DESPUÉS DE LOS HECHOS

Cornelio Jerónimo Dircio y los comisarios
titulares y suplentes de las aldeas de Ayotoxtla y Escalerilla
Laguna fueron detenidos "por haber incitado y participado
directamente en el delito de homicidio" en
agravio de los siete ejecutados. Posteriormente el director de la
Policía Judicial del Estado comunicó la
detención del comandante de la policía suburbana,
quien fue señalado como instigador del linchamiento de los
presuntos asaltantes y sus familiares. Todos los detenidos
pertenecen a la etnia
tlapaneca.

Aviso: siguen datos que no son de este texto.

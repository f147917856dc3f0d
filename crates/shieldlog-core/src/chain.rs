//! Chain endpoint descriptors.

use serde::{Deserialize, Serialize};
use std::fmt;

/// Where to open live log subscriptions.
#[derive(Debug, Clone, PartialEq, Eq, Hash, Serialize, Deserialize)]
pub struct ChainEndpoint {
    /// Human-readable name, e.g. "Anvil"
    pub name: String,
    /// WebSocket JSON-RPC URL (`ws://` or `wss://`)
    pub url: String,
}

impl ChainEndpoint {
    pub fn custom(name: impl Into<String>, url: impl Into<String>) -> Self {
        Self {
            name: name.into(),
            url: url.into(),
        }
    }
}

impl fmt::Display for ChainEndpoint {
    fn fmt(&self, f: &mut fmt::Formatter<'_>) -> fmt::Result {
        write!(f, "{} ({})", self.name, self.url)
    }
}

/// Well-known endpoints.
pub mod chains {
    use super::ChainEndpoint;

    /// Local development node.
    pub fn anvil() -> ChainEndpoint {
        ChainEndpoint::custom("Anvil", "ws://127.0.0.1:8545")
    }

    /// Public Seismic devnet.
    pub fn devnet() -> ChainEndpoint {
        ChainEndpoint::custom("Seismic Devnet", "wss://gcp-1.seismictest.net/ws")
    }

    /// Resolve a preset by slug. Accepts `anvil`, `local`, `devnet`.
    pub fn by_slug(slug: &str) -> Option<ChainEndpoint> {
        match slug.to_ascii_lowercase().as_str() {
            "anvil" | "local" | "sanvil" => Some(anvil()),
            "devnet" | "seismic-devnet" => Some(devnet()),
            _ => None,
        }
    }
}

#[cfg(test)]
mod tests {
    use super::*;

    #[test]
    fn presets_resolve() {
        assert_eq!(chains::by_slug("local"), Some(chains::anvil()));
        assert_eq!(chains::by_slug("DEVNET"), Some(chains::devnet()));
        assert!(chains::by_slug("mainnet").is_none());
    }

    #[test]
    fn display_includes_url() {
        assert_eq!(chains::anvil().to_string(), "Anvil (ws://127.0.0.1:8545)");
    }
}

El cacique Eugenio Bolaños se mantenía
prófugo.

El lunes 21, cuando se efectuaban preparativos para el
entierro de las siete víctimas, un funcionario de un
organismo no gubernamental de defensa de los derechos humanos
manifestó que "existe temor de que los familiares de los
muertos pudieran tomar represalias contra los participantes" en
los linchamientos, pero la cosa no pasó a
mayores.

A pesar de que ninguno de los seis detenidos habla
fluidamente el castellano ni tiene buena comprensión del
mismo, en el interrogatorio no fueron asistidos por
intérprete. Los comisarios alegaron que no habían
visto cómo empezaron los hechos ya que se encontraban en
sus oficinas. Todos se declararon inocentes: "Nosotros no hicimos
nada, los culpables son los pueblos". Según Cornelio "los
pueblos… hicieron bien de atacar (sic) a los asaltantes,
pero nosotros ahora estamos aquí encerrados". Según
un campesino que
declaró como testigo, la responsabilidad es de "la gente
que se juntó".

Días más tarde 200 personas de Ayotoxtla y
de Escalerilla Laguna mantenían un plantón frente a
las oficinas judiciales del municipio de Zapotitlán
Tablas, exigiendo la libertad de los detenidos; el plantón
se mantuvo durante casi seis meses. Otros pobladores llevaron a
cabo cortes de caminos para presionar por la libertad de los
detenidos en marzo y abril 1994, incluyendo el bloqueo de
carreteras por gente de diez comunidades y cinco organizaciones
sociales (la principal de ellas, la Unión Obrera y
Campesina Emiliano Zapata,
UOCEZ). A principios del
mes de mayo de 1994 cinco de los detenidos obtuvieron la
libertad, tras una negociación a cambio del
levantamiento del plantón y el fin de la huelga de
hambre que dos aldeanos venían manteniendo desde quince
días antes en la ciudad Chilpancingo, capital del
estado (uno de ellos: Germán Jerónimo Silva, hijo
de Cornelio Jerónimo). Finalmente el 4 de junio de 1994
también Cornelio fue liberado.

Según la subprocuradora de Justicia del estado,
el segundo hecho –es decir, la matanza de los familiares de
los tres asaltantes de El Columpio– podría haberse
perpetrado "por cuestiones de narcotráfico o
políticas", y "fue sólo el pretexto para dirimir
viejas diferencias de tipo personal" que enfrentaban a ambos
grupos. En cambio un integrante de la Comisión Regional de
Derechos Humanos
de la Montaña declaró que todos los detenidos
debían quedar libres: "no fueron ellos los que mataron a
los supuestos asaltantes, sino el pueblo enardecido por los
constantes robos y violaciones de sus mujeres".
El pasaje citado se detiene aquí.